Pub Date : 2025-04-21DOI: 10.1109/JETCAS.2025.3562937
Siqi Cai;Gang Wang;Wenjie Li;Dongxu Lyu;Guanghui He
Large language models (LLMs) face high computational and memory demands. While prior studies have leveraged quantization to reduce memory requirements, critical challenges persist: unaligned memory accesses, significant quantization errors when handling outliers that span larger quantization ranges, and the increased hardware overhead associated with processing high-bit-width outliers. To address these issues, we propose a quantization algorithm and hardware architecture co-design for efficient LLM acceleration.
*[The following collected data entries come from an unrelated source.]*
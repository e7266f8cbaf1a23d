//! Whole-node benchmarks.
//!
//! These run the same per-sample path the audio callback does, including
//! message draining and trigger propagation between nodes.

mod chain;
mod node;

pub use chain::bench_chain;
pub use node::bench_node;
// covenant_server/src/lib.rs

//! HTTP backend for membership registration and the artifact shop.

pub mod config;
pub mod db;
pub mod errors;
pub mod pipelines;
pub mod services;
pub mod state;
pub mod web;

pub use crate::config::AppConfig;
pub use crate::errors::{AppError, Result};
pub use crate::state::AppState;
// covenant_server/src/pipelines/order_pipeline.rs

use crate::errors::{AppError, Result as AppResult};
use crate::pipelines::common_steps;
use crate::pipelines::contexts::OrderCtxData;
use crate::services::templates;
use covenant::models::NewOrder;
use covenant::{resolve_registration, ContextData, StepControl, Workflow, WorkflowRegistry};
use tracing::{event, info, instrument, warn, Level};
use uuid::Uuid;

/// Registers the order placement pipeline.
///
/// The order number is issued inside `create_order` and never retried: a
/// collision fails the submission and the customer submits again.
pub fn register_order_pipeline(registry: &WorkflowRegistry<AppError>) {
  let mut workflow = Workflow::<OrderCtxData, AppError>::new(
    "order",
    &[
      ("validate_order", false),
      ("resolve_registrant", false),
      ("load_item", false),
      ("create_order", false),
      ("notify_admin_of_order", true),
      ("confirm_order_to_registrant", true),
    ],
  );

  workflow.on("validate_order", |ctx_data: ContextData<OrderCtxData>| {
    Box::pin(async move {
      let (code_blank, item_blank, method_blank) = {
        let guard = ctx_data.read();
        let form = &guard.submission;
        (
          form.registration_code.trim().is_empty(),
          form.item_id.trim().is_empty(),
          form.payment_method.trim().is_empty(),
        )
      };
      if code_blank || item_blank || method_blank {
        warn!(code_blank, item_blank, method_blank, "Order submission incomplete.");
        return Err(AppError::validation(
          "Registration code, item and payment method are required.",
        ));
      }
      Ok::<_, AppError>(StepControl::Continue)
    })
  });

  workflow.on("resolve_registrant", |ctx_data: ContextData<OrderCtxData>| {
    Box::pin(async move {
      let (stores, code) = {
        let guard = ctx_data.read();
        (guard.app_state.stores.clone(), guard.submission.registration_code.clone())
      };
      let registrant = resolve_registration(stores.registrations.as_ref(), &code).await?;
      event!(Level::DEBUG, registration_id = %registrant.id, "Registrant resolved for order.");
      ctx_data.write().registrant = Some(registrant);
      Ok::<_, AppError>(StepControl::Continue)
    })
  });

  workflow.on("load_item", load_item);
  workflow.on("create_order", create_order);

  workflow.on("notify_admin_of_order", |ctx_data: ContextData<OrderCtxData>| {
    Box::pin(async move {
      let (app_state, registrant, item, order) = {
        let guard = ctx_data.read();
        (guard.app_state.clone(), guard.registrant.clone(), guard.item.clone(), guard.order.clone())
      };
      let (Some(registrant), Some(item), Some(order)) = (registrant, item, order) else {
        return Ok(StepControl::Continue);
      };

      let rendered = templates::admin_order_notice(
        &order.order_number,
        &registrant,
        &item,
        &order.payment_method,
        &app_state.config.admin_dashboard_url(),
      );
      common_steps::send_notification(app_state.mailer.as_ref(), &app_state.config.admin_email, rendered).await?;
      ctx_data.write().admin_notified = true;
      Ok::<_, AppError>(StepControl::Continue)
    })
  });

  workflow.on("confirm_order_to_registrant", |ctx_data: ContextData<OrderCtxData>| {
    Box::pin(async move {
      let (app_state, registrant, item, order) = {
        let guard = ctx_data.read();
        (guard.app_state.clone(), guard.registrant.clone(), guard.item.clone(), guard.order.clone())
      };
      let (Some(registrant), Some(item), Some(order)) = (registrant, item, order) else {
        return Ok(StepControl::Continue);
      };

      let rendered = templates::order_confirmation(&order.order_number, &registrant, &item);
      common_steps::send_notification(app_state.mailer.as_ref(), &registrant.email, rendered).await?;
      ctx_data.write().confirmation_sent = true;
      Ok::<_, AppError>(StepControl::Continue)
    })
  });

  registry.register(workflow);
  tracing::info!("Order pipeline registered.");
}

#[instrument(name = "order_step::load_item", skip_all, err(Display))]
async fn load_item(ctx_data: ContextData<OrderCtxData>) -> AppResult<StepControl> {
  let (stores, raw_item_id) = {
    let guard = ctx_data.read();
    (guard.app_state.stores.clone(), guard.submission.item_id.trim().to_string())
  };

  let item_id = Uuid::parse_str(&raw_item_id).map_err(|_| {
    warn!(item_id = %raw_item_id, "Malformed item id in order submission.");
    AppError::validation("Invalid item id.")
  })?;
  let item = stores
    .items
    .find_by_id(item_id)
    .await?
    .ok_or_else(|| AppError::not_found("Item not found."))?;

  ctx_data.write().item = Some(item);
  Ok(StepControl::Continue)
}

#[instrument(name = "order_step::create", skip_all, err(Display))]
async fn create_order(ctx_data: ContextData<OrderCtxData>) -> AppResult<StepControl> {
  let (app_state, registrant_id, item, payment_method) = {
    let guard = ctx_data.read();
    let registrant_id = guard
      .registrant
      .as_ref()
      .map(|r| r.id)
      .ok_or_else(|| AppError::Internal("Registrant was not resolved before create.".to_string()))?;
    let item = guard
      .item
      .clone()
      .ok_or_else(|| AppError::Internal("Item was not loaded before create.".to_string()))?;
    (
      guard.app_state.clone(),
      registrant_id,
      item,
      guard.submission.payment_method.trim().to_string(),
    )
  };

  let new = NewOrder {
    registration_id: registrant_id,
    item_id: item.id,
    order_number: app_state.identifiers.order_number(),
    payment_method,
    total_price_cents: item.price_cents,
  };
  let order = app_state.stores.orders.create(new).await?;
  info!(order_number = %order.order_number, order_id = %order.id, "Order recorded.");
  ctx_data.write().order = Some(order);
  Ok(StepControl::Continue)
}
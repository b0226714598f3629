// covenant_server/src/services/templates.rs

//! Themed HTML bodies for outgoing mail. Interpolated values are escaped.

use covenant::models::{Item, Registration};

pub const BRAND: &str = "The Covenant";

const GOLD_PANEL_OPEN: &str = r#"<div style="font-family: serif; background-color: #0a0a0a; color: #d4af37; padding: 40px; border: 1px solid #d4af37; text-align: center;">"#;
const ADMIN_PANEL_OPEN: &str = r#"<div style="font-family: sans-serif; border: 1px solid #d4af37; padding: 20px;">"#;

pub fn escape_html(raw: &str) -> String {
  let mut out = String::with_capacity(raw.len());
  for ch in raw.chars() {
    match ch {
      '&' => out.push_str("&amp;"),
      '<' => out.push_str("&lt;"),
      '>' => out.push_str("&gt;"),
      '"' => out.push_str("&quot;"),
      '\'' => out.push_str("&#39;"),
      other => out.push(other),
    }
  }
  out
}

/// Text bound for a mail header: control characters (CR and LF included)
/// become spaces.
pub fn header_text(raw: &str) -> String {
  raw
    .chars()
    .map(|ch| if ch.is_control() { ' ' } else { ch })
    .collect::<String>()
    .trim()
    .to_string()
}

pub fn format_price(cents: i64) -> String {
  let sign = if cents < 0 { "-" } else { "" };
  let abs = cents.unsigned_abs();
  format!("{}${}.{:02}", sign, abs / 100, abs % 100)
}

pub struct Rendered {
  pub subject: String,
  pub html: String,
}

pub fn admin_registration_notice(registration: &Registration, dashboard_url: &str) -> Rendered {
  let name = escape_html(&registration.name);
  let id_back = registration
    .id_card_back_url
    .as_deref()
    .map(|url| format!(r#"<p><strong>ID Card (back):</strong> <a href="{}">View Image</a></p>"#, escape_html(url)))
    .unwrap_or_default();
  Rendered {
    subject: format!("NEW REGISTRATION: {}", header_text(&registration.name)),
    html: format!(
      r#"{open}
  <h2 style="color: #d4af37;">New Member Registration: {name}</h2>
  <p><strong>Code:</strong> {code}</p>
  <p><strong>Country:</strong> {country}</p>
  <p><strong>Email:</strong> {email}</p>
  <p><strong>Phone:</strong> {phone}</p>
  <p><strong>Payment Method:</strong> {payment}</p>
  <hr />
  <p><strong>Personal Photo:</strong> <a href="{photo}">View Image</a></p>
  <p><strong>ID Card:</strong> <a href="{id_front}">View Image</a></p>
  {id_back}
  <hr />
  <p>View full details in the <a href="{dashboard}">Admin Dashboard</a>.</p>
</div>"#,
      open = ADMIN_PANEL_OPEN,
      name = name,
      code = escape_html(&registration.unique_code),
      country = escape_html(&registration.country),
      email = escape_html(&registration.email),
      phone = escape_html(&registration.phone),
      payment = escape_html(&registration.payment_method),
      photo = escape_html(&registration.personal_photo_url),
      id_front = escape_html(&registration.id_card_front_url),
      id_back = id_back,
      dashboard = escape_html(dashboard_url),
    ),
  }
}

pub fn registrant_welcome(registration: &Registration) -> Rendered {
  Rendered {
    subject: format!("Registration Received - {}", BRAND),
    html: format!(
      r#"{open}
  <h1 style="color: #d4af37;">Welcome to {brand}</h1>
  <div style="text-align: left; max-width: 500px; margin: 0 auto;">
    <p>Dear {name},</p>
    <p>Your registration has been received and added to our records.</p>
    <p>Your registration code is <strong>{code}</strong>. Keep it safe: you will need it to visit the shop and to track your orders.</p>
    <p><strong>Next Steps:</strong></p>
    <ul>
      <li>Verification of your documents.</li>
      <li>Initiation instructions via email.</li>
    </ul>
    <p style="margin-top: 30px;">Light and progress be upon you always.</p>
    <p style="text-align: right;"><em>{brand}</em></p>
  </div>
</div>"#,
      open = GOLD_PANEL_OPEN,
      brand = BRAND,
      name = escape_html(&registration.name),
      code = escape_html(&registration.unique_code),
    ),
  }
}

pub fn admin_order_notice(
  order_number: &str,
  registration: &Registration,
  item: &Item,
  payment_method: &str,
  dashboard_url: &str,
) -> Rendered {
  Rendered {
    subject: format!("NEW ORDER: {}", order_number),
    html: format!(
      r#"{open}
  <h2 style="color: #d4af37;">New Order Received: {number}</h2>
  <p><strong>Member:</strong> {name} ({code})</p>
  <p><strong>Artifact:</strong> {item}</p>
  <p><strong>Price:</strong> {price}</p>
  <p><strong>Payment Method:</strong> {payment}</p>
  <hr />
  <p>Please contact the member to confirm payment and provide instructions.</p>
  <p><a href="{dashboard}">View Order in Dashboard</a></p>
</div>"#,
      open = ADMIN_PANEL_OPEN,
      number = escape_html(order_number),
      name = escape_html(&registration.name),
      code = escape_html(&registration.unique_code),
      item = escape_html(&item.name),
      price = format_price(item.price_cents),
      payment = escape_html(payment_method),
      dashboard = escape_html(dashboard_url),
    ),
  }
}

pub fn order_confirmation(order_number: &str, registration: &Registration, item: &Item) -> Rendered {
  Rendered {
    subject: format!("Order Confirmation - {}", order_number),
    html: format!(
      r#"{open}
  <h1 style="color: #d4af37;">Order Recorded</h1>
  <div style="max-width: 500px; margin: 0 auto 30px; border: 1px dashed #d4af37; padding: 20px;">
    <p style="font-size: 0.8em; text-transform: uppercase;">Order Number</p>
    <p style="font-size: 2em; font-weight: bold;">{number}</p>
  </div>
  <div style="text-align: left; max-width: 500px; margin: 0 auto;">
    <p>Dear {name},</p>
    <p>Your request for the <strong>{item}</strong> ({price}) has been recorded.</p>
    <p><strong>Next Steps:</strong> An administrator will review your order and send the payment details and shipping protocol to your email shortly.</p>
    <p>You can track your order status using your registration code and this order number.</p>
    <p style="margin-top: 30px;">Light and progress be upon you.</p>
    <p style="text-align: right;"><em>{brand}</em></p>
  </div>
</div>"#,
      open = GOLD_PANEL_OPEN,
      number = escape_html(order_number),
      name = escape_html(&registration.name),
      item = escape_html(&item.name),
      price = format_price(item.price_cents),
      brand = BRAND,
    ),
  }
}

/// Free-form message from an administrator to an applicant. Line breaks in
/// `message` are preserved.
pub fn admin_message(applicant_name: &str, message: &str) -> String {
  let body = escape_html(message).replace('\n', "<br />");
  format!(
    r#"<div style="font-family: serif; background-color: #0a0a0a; color: #d4af37; padding: 40px; border: 1px solid #d4af37;">
  <div style="text-align: center; margin-bottom: 30px;">
    <h1 style="color: #d4af37; letter-spacing: 5px; text-transform: uppercase;">{brand}</h1>
    <p style="font-size: 12px; letter-spacing: 2px;">Sacred Communication</p>
  </div>
  <div style="background: rgba(212, 175, 55, 0.05); padding: 30px; border-radius: 10px;">
    <p>Dear {name},</p>
    <p style="line-height: 1.6;">{body}</p>
    <div style="margin-top: 40px; border-top: 1px solid rgba(212, 175, 55, 0.2); padding-top: 20px;">
      <p>Light and progress be upon you.</p>
      <p style="font-style: italic;">The Head Master</p>
    </div>
  </div>
</div>"#,
    brand = BRAND,
    name = escape_html(applicant_name),
    body = body,
  )
}

pub fn contact_notice(name: &str, email: &str, subject: &str, message: &str) -> Rendered {
  Rendered {
    subject: format!("Portal Contact: {}", header_text(subject)),
    html: format!(
      r#"<div style="font-family: sans-serif; border: 1px solid #d4af37; padding: 20px; color: #050505;">
  <h2 style="color: #d4af37;">New Contact Message</h2>
  <p><strong>From:</strong> {name} ({email})</p>
  <p><strong>Subject:</strong> {subject}</p>
  <hr />
  <p><strong>Message:</strong></p>
  <p style="white-space: pre-wrap;">{message}</p>
</div>"#,
      name = escape_html(name),
      email = escape_html(email),
      subject = escape_html(subject),
      message = escape_html(message),
    ),
  }
}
Algorithmically, a grouped adaptive two-range quantization (ATRQ) with an in-group embedded identifier is proposed to encode outliers and normal values in distinct ranges, achieving hardware-friendly aligned memory access and reducing quantization errors. From a hardware perspective, we develop a low-overhead ATRQ decoder and an outlier-bit-split processing element (PE) to reduce the hardware overhead associated with high-bit-width outliers, effectively leveraging their inherent sparsity. To support mixed-precision computation and accommodate diverse dataflows during the prefilling and decoding phases, we design a reconfigurable local accumulator that mitigates the overhead associated with additional adders. Experimental results show that the ATRQ-based accelerator outperforms existing solutions, achieving up to $2.48times $ speedup and $2.01times $ energy reduction in LLM prefilling phase, and $1.87times $ speedup and $2.03times $ energy reduction in the decoding phase, with superior model performance under post-training quantization.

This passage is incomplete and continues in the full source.